*Action item*: Repeat exactly the lines of the entries below from the one with "tracing_subscriber::fmt()" through the one with "Commands::PutValues(args) => match", both ends included, and nothing else.

*Data to process*:

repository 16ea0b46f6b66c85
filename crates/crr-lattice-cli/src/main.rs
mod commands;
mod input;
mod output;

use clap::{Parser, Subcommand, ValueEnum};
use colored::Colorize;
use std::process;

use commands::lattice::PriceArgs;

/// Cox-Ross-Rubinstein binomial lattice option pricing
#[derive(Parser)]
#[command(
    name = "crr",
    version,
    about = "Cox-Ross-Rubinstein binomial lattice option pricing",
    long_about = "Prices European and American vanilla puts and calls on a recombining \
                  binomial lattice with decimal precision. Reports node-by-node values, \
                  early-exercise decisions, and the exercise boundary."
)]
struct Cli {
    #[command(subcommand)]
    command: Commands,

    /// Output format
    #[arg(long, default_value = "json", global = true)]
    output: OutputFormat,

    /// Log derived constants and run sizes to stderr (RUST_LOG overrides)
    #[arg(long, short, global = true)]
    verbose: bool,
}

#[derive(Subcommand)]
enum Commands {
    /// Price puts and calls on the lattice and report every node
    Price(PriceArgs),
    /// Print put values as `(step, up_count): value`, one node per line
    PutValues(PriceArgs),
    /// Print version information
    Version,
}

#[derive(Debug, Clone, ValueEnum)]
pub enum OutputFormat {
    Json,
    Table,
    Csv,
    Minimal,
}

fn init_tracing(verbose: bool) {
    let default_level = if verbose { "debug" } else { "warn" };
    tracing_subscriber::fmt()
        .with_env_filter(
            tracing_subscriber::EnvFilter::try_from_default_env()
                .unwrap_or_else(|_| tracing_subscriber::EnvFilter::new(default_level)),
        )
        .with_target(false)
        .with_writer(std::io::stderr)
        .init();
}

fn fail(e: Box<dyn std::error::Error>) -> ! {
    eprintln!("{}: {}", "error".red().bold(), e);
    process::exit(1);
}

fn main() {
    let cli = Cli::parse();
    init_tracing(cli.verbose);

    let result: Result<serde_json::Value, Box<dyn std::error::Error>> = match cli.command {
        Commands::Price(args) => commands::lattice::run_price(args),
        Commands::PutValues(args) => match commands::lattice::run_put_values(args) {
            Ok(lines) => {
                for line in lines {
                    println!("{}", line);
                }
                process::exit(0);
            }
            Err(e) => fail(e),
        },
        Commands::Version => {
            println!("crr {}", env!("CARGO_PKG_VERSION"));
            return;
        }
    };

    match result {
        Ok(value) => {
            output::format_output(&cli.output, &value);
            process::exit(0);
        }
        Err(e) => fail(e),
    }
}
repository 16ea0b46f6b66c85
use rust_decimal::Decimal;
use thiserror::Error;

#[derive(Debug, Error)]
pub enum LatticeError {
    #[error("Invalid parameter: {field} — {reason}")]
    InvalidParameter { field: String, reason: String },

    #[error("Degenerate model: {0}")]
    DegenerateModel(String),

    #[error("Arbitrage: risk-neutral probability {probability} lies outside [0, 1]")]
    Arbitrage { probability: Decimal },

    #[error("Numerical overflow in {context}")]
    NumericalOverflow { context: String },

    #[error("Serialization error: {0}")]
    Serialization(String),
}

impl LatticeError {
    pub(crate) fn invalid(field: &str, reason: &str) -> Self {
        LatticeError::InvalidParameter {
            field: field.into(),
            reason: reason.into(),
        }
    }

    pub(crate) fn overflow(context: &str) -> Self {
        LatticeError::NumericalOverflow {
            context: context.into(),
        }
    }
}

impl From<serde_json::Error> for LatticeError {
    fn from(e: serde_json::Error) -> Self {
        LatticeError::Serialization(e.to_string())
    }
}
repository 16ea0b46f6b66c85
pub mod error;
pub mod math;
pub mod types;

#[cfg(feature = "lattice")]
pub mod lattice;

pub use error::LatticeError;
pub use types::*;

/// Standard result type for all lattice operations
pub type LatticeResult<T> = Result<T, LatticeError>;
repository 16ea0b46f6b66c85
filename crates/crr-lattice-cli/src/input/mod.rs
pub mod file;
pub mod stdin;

==

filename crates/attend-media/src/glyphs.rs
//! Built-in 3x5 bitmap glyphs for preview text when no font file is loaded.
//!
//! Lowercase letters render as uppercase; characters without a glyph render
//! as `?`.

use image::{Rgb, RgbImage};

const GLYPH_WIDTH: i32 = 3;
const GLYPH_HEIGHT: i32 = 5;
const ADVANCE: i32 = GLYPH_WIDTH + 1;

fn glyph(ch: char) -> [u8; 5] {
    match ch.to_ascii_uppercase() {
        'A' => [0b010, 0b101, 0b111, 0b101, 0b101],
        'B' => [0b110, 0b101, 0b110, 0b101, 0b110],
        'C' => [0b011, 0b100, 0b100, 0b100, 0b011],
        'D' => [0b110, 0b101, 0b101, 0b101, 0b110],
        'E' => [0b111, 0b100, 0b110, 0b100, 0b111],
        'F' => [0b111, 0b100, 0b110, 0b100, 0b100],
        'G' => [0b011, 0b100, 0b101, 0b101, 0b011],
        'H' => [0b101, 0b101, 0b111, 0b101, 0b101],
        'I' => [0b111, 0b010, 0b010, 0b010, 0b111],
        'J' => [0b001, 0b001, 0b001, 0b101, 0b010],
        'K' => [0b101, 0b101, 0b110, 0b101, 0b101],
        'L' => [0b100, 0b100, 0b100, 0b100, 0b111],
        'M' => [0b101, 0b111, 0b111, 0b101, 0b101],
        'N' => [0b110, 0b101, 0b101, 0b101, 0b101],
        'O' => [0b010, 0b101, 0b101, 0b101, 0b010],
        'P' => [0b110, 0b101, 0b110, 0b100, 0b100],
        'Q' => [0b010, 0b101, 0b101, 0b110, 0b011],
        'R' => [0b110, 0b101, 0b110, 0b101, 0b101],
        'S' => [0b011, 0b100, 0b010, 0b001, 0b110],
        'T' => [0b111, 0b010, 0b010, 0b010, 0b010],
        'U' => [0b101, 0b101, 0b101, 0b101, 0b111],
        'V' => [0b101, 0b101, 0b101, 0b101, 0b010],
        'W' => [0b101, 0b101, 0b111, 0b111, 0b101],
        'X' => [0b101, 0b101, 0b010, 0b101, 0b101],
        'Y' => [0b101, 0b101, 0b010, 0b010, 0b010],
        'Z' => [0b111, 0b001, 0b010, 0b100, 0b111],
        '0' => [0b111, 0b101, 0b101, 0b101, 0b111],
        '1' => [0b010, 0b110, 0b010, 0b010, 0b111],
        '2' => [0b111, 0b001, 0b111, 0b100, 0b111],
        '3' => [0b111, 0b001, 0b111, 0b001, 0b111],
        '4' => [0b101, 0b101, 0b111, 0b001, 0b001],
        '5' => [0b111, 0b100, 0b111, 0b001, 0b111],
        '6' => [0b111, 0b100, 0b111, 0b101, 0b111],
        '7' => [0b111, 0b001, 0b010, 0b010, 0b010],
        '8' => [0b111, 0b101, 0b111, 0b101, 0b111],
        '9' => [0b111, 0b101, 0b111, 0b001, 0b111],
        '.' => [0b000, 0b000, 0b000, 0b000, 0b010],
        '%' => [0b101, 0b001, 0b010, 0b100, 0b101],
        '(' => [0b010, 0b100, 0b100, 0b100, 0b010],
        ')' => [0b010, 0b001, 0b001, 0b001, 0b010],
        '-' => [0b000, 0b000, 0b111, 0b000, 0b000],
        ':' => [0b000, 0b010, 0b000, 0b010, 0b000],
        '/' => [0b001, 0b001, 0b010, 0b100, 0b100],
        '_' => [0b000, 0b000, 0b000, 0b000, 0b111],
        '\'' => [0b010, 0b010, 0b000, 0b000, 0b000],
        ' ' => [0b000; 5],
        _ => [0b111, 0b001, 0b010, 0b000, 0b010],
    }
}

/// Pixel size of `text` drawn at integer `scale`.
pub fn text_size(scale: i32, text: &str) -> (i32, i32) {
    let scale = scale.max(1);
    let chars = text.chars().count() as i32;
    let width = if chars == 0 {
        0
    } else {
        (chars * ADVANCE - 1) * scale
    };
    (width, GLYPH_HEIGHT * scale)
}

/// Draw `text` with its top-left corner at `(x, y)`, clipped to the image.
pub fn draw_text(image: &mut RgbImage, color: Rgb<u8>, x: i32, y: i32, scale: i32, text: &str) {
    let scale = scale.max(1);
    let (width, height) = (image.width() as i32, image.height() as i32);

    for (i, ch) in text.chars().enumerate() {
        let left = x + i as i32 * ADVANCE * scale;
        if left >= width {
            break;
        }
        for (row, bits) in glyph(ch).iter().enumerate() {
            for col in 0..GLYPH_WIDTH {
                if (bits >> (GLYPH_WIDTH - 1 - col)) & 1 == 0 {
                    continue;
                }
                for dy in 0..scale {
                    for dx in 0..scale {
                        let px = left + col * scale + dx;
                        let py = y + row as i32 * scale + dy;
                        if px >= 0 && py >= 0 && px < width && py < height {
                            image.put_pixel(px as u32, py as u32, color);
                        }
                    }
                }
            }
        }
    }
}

---

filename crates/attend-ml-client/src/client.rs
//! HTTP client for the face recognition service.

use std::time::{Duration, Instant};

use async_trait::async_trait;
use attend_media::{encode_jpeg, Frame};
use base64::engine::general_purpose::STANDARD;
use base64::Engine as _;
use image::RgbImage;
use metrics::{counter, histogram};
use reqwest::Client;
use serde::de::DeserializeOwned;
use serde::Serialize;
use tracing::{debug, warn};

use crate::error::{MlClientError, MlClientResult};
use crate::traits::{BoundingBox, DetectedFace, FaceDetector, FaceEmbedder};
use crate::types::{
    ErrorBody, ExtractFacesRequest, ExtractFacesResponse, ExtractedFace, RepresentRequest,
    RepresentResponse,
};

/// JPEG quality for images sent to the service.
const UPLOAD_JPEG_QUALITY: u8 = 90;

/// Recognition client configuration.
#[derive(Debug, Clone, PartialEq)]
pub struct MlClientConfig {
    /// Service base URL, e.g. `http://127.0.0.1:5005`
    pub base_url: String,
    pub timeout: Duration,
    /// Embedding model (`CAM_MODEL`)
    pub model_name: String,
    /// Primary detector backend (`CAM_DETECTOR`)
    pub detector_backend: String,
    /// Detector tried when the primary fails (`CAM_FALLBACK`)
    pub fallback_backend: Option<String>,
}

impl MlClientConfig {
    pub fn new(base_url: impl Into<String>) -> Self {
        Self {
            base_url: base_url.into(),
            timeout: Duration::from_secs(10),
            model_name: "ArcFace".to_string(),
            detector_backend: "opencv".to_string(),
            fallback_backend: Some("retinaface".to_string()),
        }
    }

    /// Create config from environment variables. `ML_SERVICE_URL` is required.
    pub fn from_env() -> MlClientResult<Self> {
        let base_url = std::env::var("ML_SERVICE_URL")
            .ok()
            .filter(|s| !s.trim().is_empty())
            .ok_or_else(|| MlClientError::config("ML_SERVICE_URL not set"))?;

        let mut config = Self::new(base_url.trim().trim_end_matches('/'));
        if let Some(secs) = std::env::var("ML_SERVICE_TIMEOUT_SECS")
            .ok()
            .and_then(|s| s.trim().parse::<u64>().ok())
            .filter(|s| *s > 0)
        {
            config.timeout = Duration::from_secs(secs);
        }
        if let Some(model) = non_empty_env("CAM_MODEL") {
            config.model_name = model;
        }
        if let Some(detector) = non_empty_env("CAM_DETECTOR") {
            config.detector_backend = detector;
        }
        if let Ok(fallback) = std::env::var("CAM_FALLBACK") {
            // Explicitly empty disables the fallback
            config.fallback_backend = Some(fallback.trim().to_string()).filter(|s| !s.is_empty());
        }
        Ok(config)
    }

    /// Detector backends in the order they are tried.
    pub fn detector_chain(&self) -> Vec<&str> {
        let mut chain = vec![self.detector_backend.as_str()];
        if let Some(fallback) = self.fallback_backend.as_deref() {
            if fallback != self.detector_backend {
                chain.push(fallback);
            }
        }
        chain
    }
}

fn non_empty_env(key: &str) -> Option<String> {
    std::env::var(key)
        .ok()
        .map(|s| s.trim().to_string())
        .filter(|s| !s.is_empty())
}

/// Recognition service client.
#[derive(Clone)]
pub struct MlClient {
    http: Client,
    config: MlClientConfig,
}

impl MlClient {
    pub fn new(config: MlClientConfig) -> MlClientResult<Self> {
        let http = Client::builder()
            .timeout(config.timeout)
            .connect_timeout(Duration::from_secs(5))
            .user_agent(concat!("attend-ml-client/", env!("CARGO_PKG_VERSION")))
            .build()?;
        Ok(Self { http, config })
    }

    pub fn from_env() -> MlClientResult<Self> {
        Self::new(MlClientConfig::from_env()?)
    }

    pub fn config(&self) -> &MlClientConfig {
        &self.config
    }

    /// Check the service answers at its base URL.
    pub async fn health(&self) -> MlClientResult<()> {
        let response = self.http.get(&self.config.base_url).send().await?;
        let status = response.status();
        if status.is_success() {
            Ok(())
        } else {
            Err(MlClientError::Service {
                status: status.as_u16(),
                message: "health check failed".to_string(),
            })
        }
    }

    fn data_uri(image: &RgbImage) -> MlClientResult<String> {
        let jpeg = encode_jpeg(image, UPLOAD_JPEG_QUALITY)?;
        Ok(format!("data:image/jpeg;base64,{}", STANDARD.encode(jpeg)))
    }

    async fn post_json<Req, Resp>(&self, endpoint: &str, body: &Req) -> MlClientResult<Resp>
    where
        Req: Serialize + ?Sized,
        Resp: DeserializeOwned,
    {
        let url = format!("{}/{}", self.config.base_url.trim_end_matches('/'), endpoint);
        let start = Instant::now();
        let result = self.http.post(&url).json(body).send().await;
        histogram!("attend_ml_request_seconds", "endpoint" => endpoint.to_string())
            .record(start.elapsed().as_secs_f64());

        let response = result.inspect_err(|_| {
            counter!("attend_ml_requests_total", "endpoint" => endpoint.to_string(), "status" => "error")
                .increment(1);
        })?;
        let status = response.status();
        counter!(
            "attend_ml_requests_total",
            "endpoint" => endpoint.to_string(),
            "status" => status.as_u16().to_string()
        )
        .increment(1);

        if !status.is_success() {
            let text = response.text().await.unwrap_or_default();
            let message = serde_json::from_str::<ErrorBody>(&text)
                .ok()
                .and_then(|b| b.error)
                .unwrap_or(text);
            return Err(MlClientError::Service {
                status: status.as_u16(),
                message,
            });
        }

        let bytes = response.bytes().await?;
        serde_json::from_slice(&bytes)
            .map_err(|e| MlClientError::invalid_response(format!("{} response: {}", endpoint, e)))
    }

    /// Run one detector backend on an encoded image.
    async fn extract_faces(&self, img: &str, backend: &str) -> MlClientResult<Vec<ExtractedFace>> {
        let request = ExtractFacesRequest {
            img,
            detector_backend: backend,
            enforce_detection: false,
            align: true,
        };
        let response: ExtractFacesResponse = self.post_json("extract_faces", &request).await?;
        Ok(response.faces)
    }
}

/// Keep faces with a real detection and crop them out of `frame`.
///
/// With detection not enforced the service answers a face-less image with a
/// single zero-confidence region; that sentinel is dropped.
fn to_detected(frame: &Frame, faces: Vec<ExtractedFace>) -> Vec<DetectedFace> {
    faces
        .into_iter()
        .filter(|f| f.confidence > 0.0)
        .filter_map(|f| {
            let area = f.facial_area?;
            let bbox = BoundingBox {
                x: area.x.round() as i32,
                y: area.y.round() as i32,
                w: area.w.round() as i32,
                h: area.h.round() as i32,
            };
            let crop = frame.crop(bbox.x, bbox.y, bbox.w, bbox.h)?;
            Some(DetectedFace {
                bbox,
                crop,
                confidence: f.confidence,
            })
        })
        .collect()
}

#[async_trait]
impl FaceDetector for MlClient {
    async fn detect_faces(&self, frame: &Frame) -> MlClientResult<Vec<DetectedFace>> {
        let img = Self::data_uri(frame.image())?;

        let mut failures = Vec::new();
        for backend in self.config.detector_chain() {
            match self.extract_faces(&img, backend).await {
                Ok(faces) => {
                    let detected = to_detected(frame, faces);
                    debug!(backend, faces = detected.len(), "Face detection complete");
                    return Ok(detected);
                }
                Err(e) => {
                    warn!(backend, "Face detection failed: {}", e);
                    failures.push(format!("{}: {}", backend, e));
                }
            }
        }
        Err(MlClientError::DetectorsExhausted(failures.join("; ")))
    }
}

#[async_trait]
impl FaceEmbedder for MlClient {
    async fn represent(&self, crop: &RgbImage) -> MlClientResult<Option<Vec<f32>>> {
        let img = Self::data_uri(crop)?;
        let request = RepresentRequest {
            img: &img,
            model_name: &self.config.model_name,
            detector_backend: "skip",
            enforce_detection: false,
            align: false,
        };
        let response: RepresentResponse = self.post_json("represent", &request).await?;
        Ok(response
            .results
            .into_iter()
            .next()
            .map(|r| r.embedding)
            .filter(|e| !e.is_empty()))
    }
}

*Written solution*:
    tracing_subscriber::fmt()
        .with_env_filter(
            tracing_subscriber::EnvFilter::try_from_default_env()
                .unwrap_or_else(|_| tracing_subscriber::EnvFilter::new(default_level)),
        )
        .with_target(false)
        .with_writer(std::io::stderr)
        .init();
}

fn fail(e: Box<dyn std::error::Error>) -> ! {
    eprintln!("{}: {}", "error".red().bold(), e);
    process::exit(1);
}

fn main() {
    let cli = Cli::parse();
    init_tracing(cli.verbose);

    let result: Result<serde_json::Value, Box<dyn std::error::Error>> = match cli.command {
        Commands::Price(args) => commands::lattice::run_price(args),
        Commands::PutValues(args) => match commands::lattice::run_put_values(args) {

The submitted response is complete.